Lines that include the string "product" are the ones to copy from the entries below.

◆ Entries supplied
· · · · ·

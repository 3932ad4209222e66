//! Inputs read from the process environment.

use crate::Error;
use std::fmt;

/// Region used when `CDK_DEFAULT_REGION` is not set
pub const DEFAULT_REGION: &str = "eu-west-1";

/// Placeholder used for credentials that were not supplied
pub const UNSET: &str = "unset";

/// Identity of the deployment and the upstreams the proxy fronts.
///
/// Created once per synthesis run and never mutated.
#[derive(Clone, Debug, PartialEq, Eq)]
pub struct TenantContext {
    pub tenant: String,
    pub environment: String,
    pub product: String,
    pub workspace_uri: String,
    pub app_uri: String,
    pub hostname: String,
    pub zone: String,
}

/// Service principal used by the proxy to mint workspace tokens.
#[derive(Clone, PartialEq, Eq)]
pub struct Credentials {
    pub client_id: String,
    pub client_secret: String,
}

impl fmt::Debug for Credentials {
    fn fmt(&self, f: &mut fmt::Formatter<'_>) -> fmt::Result {
        f.debug_struct("Credentials")
            .field("client_id", &self.client_id)
            .field("client_secret", &"<redacted>")
            .finish()
    }
}

/// Build provenance stamped into the proxy image.
#[derive(Clone, Debug, PartialEq, Eq)]
pub struct Provenance {
    pub date: String,
    pub commit: String,
}

impl Default for Provenance {
    fn default() -> Self {
        Self {
            date: "19700101".to_string(),
            commit: "aaaaaaaa".to_string(),
        }
    }
}

/// Account and region the stack is deployed to.
#[derive(Clone, Debug, PartialEq, Eq)]
pub struct Target {
    pub account: Option<String>,
    pub region: String,
}

/// Everything synthesis needs from outside the process.
#[derive(Clone, Debug, PartialEq, Eq)]
pub struct Inputs {
    pub tenant: TenantContext,
    pub credentials: Credentials,
    pub provenance: Provenance,
    pub target: Target,
}

impl Inputs {
    /// Reads inputs from the process environment.
    pub fn from_env() -> Result<Self, Error> {
        Self::from_vars(|key| std::env::var(key).ok())
    }

    /// Reads inputs through `var`, applying the documented defaults.
    pub fn from_vars(var: impl Fn(&str) -> Option<String>) -> Result<Self, Error> {
        let or = |key: &str, default: &str| var(key).unwrap_or_else(|| default.to_string());
        let required = |key: &'static str| var(key).ok_or(Error::MissingVariable(key));
        let tenant = TenantContext {
            tenant: or("TENANT", "Abc"),
            product: or("PRODUCT", "DbxAppProxy"),
            environment: or("ENVIRONMENT", "Dev"),
            workspace_uri: or("WORKSPACE_URI", "https://localhost"),
            app_uri: or("APP_URI", "https://localhost"),
            hostname: required("HOSTNAME_PREFIX")?,
            zone: required("ZONE")?,
        };
        let defaults = Provenance::default();
        Ok(Self {
            tenant,
            credentials: Credentials {
                client_id: or("SERVICE_PRINCIPLE_CLIENT_ID", UNSET),
                client_secret: or("SERVICE_PRINCIPLE_CLIENT_SECRET", UNSET),
            },
            provenance: Provenance {
                date: or("DATE", &defaults.date),
                commit: or("COMMIT", &defaults.commit),
            },
            target: Target {
                account: var("CDK_DEFAULT_ACCOUNT"),
                region: or("CDK_DEFAULT_REGION", DEFAULT_REGION),
            },
        })
    }
}
//! A Fargate service behind an internet-facing application load balancer.
//!
//! [LoadBalancedFargateService] expands into the load balancer, its security group, a target
//! group, an HTTPS listener with an HTTP redirect and the ECS service itself. Like any
//! higher-level builder it exposes only the knobs most services need; anything else has to be
//! applied through an [crate::graph::OverrideField] on the node it returns.

use crate::{
    graph::{
        resources::{
            ApplicationProtocol, CapacityProviderStrategy, CidrIngress, CircuitBreaker,
            IngressRuleSpec, ListenerAction, ListenerSpec, LoadBalancerSpec, Resource,
            SecurityGroupSpec, ServiceSpec, SslPolicy, TargetBinding, TargetGroupSpec,
            TargetHealthCheck, ValidatedCertificate,
        },
        LogicalId, ResourceGraph,
    },
    Error,
};
use std::{collections::BTreeMap, time::Duration};
use tracing::debug;

/// Capacity provider running tasks on on-demand Fargate
pub const FARGATE: &str = "FARGATE";

/// Grace period before load balancer health checks count against a new task
pub const HEALTH_CHECK_GRACE_PERIOD: Duration = Duration::from_secs(60);

/// Options of a load-balanced Fargate service.
#[derive(Clone, Debug)]
pub struct LoadBalancedFargateService {
    pub cluster: LogicalId,
    pub task_definition: LogicalId,
    pub network: LogicalId,
    pub desired_count: u32,
    pub security_groups: Vec<LogicalId>,
    pub capacity_provider_strategies: Vec<CapacityProviderStrategy>,
    pub circuit_breaker: Option<CircuitBreaker>,
    pub certificate: ValidatedCertificate,
    pub ssl_policy: SslPolicy,
    pub task_subnets: Vec<String>,
    pub load_balancer_subnets: Vec<String>,
    pub load_balancer_name: String,
}

/// Nodes created for a load-balanced service.
#[derive(Clone, Debug, PartialEq, Eq)]
pub struct LoadBalancedService {
    pub service: LogicalId,
    pub load_balancer: LogicalId,
    pub load_balancer_security_group: LogicalId,
    pub target_group: LogicalId,
    pub listener: LogicalId,
    pub redirect_listener: LogicalId,
}

impl LoadBalancedFargateService {
    /// Adds the service to `graph`, naming every node after `id`.
    pub fn build(self, graph: &mut ResourceGraph, id: &str) -> Result<LoadBalancedService, Error> {
        // Route traffic to the first container of the task
        let (container_name, container_port) = {
            let task = graph.task_definition(&self.task_definition)?;
            let container = task
                .containers
                .first()
                .ok_or_else(|| Error::MissingContainer(self.task_definition.clone()))?;
            (
                container.name.clone(),
                container.port_mapping.container_port,
            )
        };

        // Load balancer and the group admitting public traffic
        let https = ApplicationProtocol::Https.default_port();
        let http = ApplicationProtocol::Http.default_port();
        let ingress = [https, http]
            .into_iter()
            .map(|port| CidrIngress {
                cidr: "0.0.0.0/0".to_string(),
                port,
            })
            .collect();
        let load_balancer_security_group = graph.add(
            &format!("{id}LBSecurityGroup"),
            Resource::SecurityGroup(SecurityGroupSpec {
                network: self.network.clone(),
                description: format!("Security group for load balancer {}", self.load_balancer_name),
                allow_all_outbound: true,
                allow_all_ipv6_outbound: true,
                ingress,
            }),
        )?;
        let load_balancer = graph.add(
            &format!("{id}LB"),
            Resource::LoadBalancer(LoadBalancerSpec {
                name: self.load_balancer_name.clone(),
                network: self.network.clone(),
                subnets: self.load_balancer_subnets,
                security_group: load_balancer_security_group.clone(),
            }),
        )?;
        let target_group = graph.add(
            &format!("{id}LBTargetGroup"),
            Resource::TargetGroup(TargetGroupSpec {
                network: self.network.clone(),
                port: container_port,
                health_check: TargetHealthCheck::default(),
                attributes: BTreeMap::new(),
            }),
        )?;

        // Listeners
        let listener = graph.add(
            &format!("{id}LBPublicListener"),
            Resource::Listener(ListenerSpec {
                load_balancer: load_balancer.clone(),
                port: https,
                protocol: ApplicationProtocol::Https,
                certificate: Some(self.certificate),
                ssl_policy: Some(self.ssl_policy),
                action: ListenerAction::Forward {
                    target_group: target_group.clone(),
                },
            }),
        )?;
        let redirect_listener = graph.add(
            &format!("{id}LBPublicRedirectListener"),
            Resource::Listener(ListenerSpec {
                load_balancer: load_balancer.clone(),
                port: http,
                protocol: ApplicationProtocol::Http,
                certificate: None,
                ssl_policy: None,
                action: ListenerAction::Redirect {
                    protocol: ApplicationProtocol::Https,
                    port: https,
                },
            }),
        )?;

        // Tasks only accept traffic from the load balancer
        for group in &self.security_groups {
            graph.add(
                &format!("{group}From{load_balancer_security_group}{container_port}"),
                Resource::IngressRule(IngressRuleSpec {
                    group: group.clone(),
                    source: load_balancer_security_group.clone(),
                    port: container_port,
                    description: format!("Load balancer to container port {container_port}"),
                }),
            )?;
        }

        // The service registers targets, so the listeners must be attached first
        let service = graph.add(
            id,
            Resource::Service(ServiceSpec {
                cluster: self.cluster,
                task_definition: self.task_definition,
                desired_count: self.desired_count,
                subnets: self.task_subnets,
                assign_public_ip: false,
                security_groups: self.security_groups,
                capacity_provider_strategies: self.capacity_provider_strategies,
                circuit_breaker: self.circuit_breaker,
                health_check_grace_period: Some(HEALTH_CHECK_GRACE_PERIOD),
                targets: vec![TargetBinding {
                    container_name,
                    container_port,
                    target_group: target_group.clone(),
                }],
                enable_execute_command: false,
            }),
        )?;
        graph.add_dependency(&service, &listener)?;
        graph.add_dependency(&service, &redirect_listener)?;
        debug!(
            service = service.as_str(),
            load_balancer = load_balancer.as_str(),
            "built load-balanced service"
        );

        Ok(LoadBalancedService {
            service,
            load_balancer,
            load_balancer_security_group,
            target_group,
            listener,
            redirect_listener,
        })
    }
}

· · · · ·

◆ Solution for this exercise
    pub product: String,
            product: or("PRODUCT", "DbxAppProxy"),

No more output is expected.